Give only a number in reply. It should be how many lines in the records contain the string "legacy".

Stored data
———
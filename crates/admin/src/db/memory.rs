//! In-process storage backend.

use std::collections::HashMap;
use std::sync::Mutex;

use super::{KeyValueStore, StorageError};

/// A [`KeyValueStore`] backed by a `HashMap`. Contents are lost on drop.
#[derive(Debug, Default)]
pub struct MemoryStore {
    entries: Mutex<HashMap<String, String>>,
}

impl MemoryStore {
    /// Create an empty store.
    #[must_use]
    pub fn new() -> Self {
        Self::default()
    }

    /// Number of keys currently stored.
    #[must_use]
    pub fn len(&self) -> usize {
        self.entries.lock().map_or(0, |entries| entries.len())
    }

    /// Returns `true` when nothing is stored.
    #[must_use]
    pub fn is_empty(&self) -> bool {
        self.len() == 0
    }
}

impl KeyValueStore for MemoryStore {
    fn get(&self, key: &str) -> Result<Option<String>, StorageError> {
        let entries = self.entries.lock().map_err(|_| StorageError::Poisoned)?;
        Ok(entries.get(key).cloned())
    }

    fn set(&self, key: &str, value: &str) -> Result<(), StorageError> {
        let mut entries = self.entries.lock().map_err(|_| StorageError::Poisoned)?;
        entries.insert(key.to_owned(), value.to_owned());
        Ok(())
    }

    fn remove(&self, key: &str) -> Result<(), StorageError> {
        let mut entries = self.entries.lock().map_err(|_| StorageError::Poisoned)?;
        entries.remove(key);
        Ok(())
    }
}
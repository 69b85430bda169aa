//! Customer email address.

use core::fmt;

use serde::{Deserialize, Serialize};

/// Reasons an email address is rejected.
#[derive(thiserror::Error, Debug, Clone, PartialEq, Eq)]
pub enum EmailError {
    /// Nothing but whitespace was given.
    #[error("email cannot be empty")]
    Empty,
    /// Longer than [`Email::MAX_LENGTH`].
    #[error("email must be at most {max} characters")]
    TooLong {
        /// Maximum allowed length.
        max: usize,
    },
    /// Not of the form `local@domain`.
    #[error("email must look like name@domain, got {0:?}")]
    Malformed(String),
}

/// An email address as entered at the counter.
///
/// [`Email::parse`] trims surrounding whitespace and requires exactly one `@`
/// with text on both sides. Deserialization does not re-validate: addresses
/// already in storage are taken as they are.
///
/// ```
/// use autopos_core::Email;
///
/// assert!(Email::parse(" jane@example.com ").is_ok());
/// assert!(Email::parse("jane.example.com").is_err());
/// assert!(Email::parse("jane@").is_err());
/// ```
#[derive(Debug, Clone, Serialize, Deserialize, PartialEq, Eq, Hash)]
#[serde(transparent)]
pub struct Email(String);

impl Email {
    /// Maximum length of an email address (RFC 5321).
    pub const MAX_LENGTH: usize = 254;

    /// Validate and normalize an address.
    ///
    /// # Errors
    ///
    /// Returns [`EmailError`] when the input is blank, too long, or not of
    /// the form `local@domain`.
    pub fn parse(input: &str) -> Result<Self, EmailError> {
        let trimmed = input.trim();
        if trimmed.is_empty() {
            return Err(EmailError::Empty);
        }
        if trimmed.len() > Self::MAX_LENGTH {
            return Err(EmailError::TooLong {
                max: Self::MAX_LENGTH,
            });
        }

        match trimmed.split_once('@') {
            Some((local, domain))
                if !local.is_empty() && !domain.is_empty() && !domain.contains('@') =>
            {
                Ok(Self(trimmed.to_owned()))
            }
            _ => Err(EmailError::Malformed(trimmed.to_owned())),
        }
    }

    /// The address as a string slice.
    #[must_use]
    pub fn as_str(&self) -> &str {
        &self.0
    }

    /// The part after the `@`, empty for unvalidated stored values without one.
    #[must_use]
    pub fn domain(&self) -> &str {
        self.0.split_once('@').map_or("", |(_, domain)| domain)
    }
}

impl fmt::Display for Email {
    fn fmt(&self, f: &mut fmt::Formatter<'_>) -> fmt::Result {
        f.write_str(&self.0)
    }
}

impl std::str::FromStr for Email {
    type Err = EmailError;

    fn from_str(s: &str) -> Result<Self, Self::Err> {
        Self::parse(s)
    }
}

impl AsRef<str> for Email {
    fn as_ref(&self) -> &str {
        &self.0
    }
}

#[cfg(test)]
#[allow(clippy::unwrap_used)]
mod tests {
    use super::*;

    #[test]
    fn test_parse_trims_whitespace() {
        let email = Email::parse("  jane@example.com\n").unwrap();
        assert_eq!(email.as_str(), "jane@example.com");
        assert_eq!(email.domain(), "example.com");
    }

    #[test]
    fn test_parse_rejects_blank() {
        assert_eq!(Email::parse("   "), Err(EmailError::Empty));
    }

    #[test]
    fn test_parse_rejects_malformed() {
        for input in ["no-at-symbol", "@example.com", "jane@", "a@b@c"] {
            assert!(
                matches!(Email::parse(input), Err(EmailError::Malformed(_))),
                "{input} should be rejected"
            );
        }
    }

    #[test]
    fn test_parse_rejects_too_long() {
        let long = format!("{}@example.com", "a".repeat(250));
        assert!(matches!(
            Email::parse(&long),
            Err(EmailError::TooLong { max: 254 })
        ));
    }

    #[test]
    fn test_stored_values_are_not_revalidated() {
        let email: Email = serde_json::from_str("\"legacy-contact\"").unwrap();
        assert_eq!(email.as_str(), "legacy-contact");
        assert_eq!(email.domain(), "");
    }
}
———
Answer to the exercise -
2